> [ACTIVITY]
The entries below contain a line with "database operation failure." and a line with "a SQL identifier.". Retype exactly everything from the first down to the second, both included, and nothing else.

:::::

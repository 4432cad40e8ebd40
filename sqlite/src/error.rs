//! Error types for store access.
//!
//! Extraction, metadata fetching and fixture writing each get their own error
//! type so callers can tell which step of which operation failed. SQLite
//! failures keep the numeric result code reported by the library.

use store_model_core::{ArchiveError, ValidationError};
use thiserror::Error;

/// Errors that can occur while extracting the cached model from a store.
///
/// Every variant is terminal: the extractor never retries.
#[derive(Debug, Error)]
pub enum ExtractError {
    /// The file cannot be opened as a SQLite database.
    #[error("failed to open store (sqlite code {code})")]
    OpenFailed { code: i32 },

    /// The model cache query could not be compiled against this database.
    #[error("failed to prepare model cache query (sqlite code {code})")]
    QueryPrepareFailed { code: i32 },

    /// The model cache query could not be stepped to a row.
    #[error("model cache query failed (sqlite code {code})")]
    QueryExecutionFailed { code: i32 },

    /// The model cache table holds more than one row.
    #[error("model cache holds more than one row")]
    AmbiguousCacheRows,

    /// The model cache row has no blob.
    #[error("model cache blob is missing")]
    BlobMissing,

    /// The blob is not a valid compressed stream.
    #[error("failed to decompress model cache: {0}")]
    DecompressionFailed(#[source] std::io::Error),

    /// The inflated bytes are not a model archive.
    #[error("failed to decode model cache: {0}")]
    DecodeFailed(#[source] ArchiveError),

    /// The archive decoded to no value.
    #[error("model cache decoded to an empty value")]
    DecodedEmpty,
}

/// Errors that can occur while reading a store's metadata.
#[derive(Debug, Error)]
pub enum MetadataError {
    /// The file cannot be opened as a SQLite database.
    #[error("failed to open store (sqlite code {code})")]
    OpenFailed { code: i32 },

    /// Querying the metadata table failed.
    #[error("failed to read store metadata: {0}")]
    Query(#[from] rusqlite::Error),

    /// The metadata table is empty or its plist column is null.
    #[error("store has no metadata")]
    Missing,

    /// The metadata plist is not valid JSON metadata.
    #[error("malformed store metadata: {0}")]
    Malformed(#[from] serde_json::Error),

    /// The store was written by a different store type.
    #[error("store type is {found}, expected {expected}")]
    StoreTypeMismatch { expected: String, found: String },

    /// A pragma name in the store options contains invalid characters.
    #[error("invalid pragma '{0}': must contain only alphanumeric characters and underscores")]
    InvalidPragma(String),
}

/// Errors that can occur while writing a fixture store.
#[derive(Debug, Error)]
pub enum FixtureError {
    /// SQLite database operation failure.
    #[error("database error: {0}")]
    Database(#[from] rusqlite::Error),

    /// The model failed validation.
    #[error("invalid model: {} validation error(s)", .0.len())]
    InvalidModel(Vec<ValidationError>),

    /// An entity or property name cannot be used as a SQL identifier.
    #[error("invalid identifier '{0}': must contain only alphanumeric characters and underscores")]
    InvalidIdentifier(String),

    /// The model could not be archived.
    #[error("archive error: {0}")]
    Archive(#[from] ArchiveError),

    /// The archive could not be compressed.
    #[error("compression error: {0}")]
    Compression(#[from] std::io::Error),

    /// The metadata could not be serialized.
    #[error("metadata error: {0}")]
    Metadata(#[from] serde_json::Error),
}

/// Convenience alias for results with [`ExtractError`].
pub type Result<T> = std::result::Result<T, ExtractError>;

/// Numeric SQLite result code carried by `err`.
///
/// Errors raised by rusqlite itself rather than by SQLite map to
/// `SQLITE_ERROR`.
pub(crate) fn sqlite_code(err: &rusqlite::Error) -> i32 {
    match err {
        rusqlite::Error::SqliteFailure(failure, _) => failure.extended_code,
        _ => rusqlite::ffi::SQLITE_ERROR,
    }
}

:::::

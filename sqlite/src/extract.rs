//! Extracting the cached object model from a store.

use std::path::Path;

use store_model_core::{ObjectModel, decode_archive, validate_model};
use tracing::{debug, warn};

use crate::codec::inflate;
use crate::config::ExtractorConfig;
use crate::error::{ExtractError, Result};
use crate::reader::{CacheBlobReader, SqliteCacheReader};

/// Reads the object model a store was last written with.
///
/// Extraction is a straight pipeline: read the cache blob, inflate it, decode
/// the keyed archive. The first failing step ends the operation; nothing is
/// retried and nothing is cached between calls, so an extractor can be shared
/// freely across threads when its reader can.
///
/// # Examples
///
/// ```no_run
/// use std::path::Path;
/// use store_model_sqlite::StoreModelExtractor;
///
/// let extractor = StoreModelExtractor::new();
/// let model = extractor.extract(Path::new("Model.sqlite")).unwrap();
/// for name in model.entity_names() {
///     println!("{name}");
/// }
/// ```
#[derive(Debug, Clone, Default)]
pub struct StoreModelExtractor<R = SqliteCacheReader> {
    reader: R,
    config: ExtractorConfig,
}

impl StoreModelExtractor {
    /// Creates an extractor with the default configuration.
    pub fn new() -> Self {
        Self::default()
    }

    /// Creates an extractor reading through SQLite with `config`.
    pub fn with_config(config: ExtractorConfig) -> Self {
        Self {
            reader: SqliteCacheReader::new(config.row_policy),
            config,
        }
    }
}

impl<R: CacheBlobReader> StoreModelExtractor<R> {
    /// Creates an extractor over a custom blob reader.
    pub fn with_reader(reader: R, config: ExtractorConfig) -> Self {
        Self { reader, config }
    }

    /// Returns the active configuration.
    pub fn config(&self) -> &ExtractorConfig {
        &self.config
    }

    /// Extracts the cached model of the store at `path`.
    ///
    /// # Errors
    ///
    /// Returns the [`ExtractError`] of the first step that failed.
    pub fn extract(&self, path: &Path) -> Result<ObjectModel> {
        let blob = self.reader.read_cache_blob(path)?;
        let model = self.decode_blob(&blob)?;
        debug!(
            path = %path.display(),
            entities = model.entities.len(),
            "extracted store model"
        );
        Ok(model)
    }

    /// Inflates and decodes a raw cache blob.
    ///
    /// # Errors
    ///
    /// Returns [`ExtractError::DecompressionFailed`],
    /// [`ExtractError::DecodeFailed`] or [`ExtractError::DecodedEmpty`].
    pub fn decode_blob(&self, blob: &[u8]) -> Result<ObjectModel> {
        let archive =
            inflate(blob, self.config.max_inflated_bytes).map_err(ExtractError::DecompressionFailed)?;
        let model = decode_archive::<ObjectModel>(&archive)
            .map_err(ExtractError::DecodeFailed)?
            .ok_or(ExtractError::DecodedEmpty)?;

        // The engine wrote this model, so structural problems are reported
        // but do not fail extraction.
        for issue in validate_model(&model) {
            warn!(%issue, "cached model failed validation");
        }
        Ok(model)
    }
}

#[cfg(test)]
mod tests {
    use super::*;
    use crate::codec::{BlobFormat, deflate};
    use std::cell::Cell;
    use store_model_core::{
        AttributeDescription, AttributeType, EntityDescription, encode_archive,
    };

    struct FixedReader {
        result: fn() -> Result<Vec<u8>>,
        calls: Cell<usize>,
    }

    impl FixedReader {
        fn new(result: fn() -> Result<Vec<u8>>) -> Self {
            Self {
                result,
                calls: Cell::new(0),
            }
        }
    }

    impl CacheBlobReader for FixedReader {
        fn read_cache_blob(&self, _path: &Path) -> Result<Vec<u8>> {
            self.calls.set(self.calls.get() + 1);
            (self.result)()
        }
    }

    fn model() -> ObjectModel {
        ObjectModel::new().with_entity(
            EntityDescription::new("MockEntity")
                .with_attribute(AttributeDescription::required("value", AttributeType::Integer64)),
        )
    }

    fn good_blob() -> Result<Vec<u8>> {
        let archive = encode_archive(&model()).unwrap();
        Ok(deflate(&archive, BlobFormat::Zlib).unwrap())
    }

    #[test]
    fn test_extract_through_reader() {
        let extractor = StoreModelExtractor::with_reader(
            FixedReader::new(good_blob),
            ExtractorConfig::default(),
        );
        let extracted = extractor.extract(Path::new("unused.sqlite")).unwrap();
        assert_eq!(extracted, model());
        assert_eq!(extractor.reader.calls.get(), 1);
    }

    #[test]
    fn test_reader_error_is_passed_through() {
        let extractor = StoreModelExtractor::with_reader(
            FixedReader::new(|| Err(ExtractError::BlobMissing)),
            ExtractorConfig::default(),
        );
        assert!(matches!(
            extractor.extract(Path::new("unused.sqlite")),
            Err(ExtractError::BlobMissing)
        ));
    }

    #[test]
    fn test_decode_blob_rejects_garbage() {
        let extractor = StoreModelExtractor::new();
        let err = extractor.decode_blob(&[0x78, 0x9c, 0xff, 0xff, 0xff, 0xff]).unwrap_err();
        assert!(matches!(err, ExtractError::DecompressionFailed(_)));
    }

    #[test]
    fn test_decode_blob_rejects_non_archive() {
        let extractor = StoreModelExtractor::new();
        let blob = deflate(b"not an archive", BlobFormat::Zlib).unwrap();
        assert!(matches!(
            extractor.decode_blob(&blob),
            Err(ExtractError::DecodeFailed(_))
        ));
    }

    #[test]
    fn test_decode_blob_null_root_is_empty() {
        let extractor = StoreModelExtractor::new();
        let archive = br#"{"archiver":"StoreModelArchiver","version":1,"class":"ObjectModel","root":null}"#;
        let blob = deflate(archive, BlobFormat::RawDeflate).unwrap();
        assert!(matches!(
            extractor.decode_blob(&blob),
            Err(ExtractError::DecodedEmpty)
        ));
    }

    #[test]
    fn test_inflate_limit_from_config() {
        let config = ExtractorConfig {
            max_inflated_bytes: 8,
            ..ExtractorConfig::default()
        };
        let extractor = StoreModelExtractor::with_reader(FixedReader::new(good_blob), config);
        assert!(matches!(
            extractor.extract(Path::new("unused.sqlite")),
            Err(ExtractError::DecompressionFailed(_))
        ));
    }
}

:::::

> [RESPONSE AREA]
    /// SQLite database operation failure.
    #[error("database error: {0}")]
    Database(#[from] rusqlite::Error),

    /// The model failed validation.
    #[error("invalid model: {} validation error(s)", .0.len())]
    InvalidModel(Vec<ValidationError>),

    /// An entity or property name cannot be used as a SQL identifier.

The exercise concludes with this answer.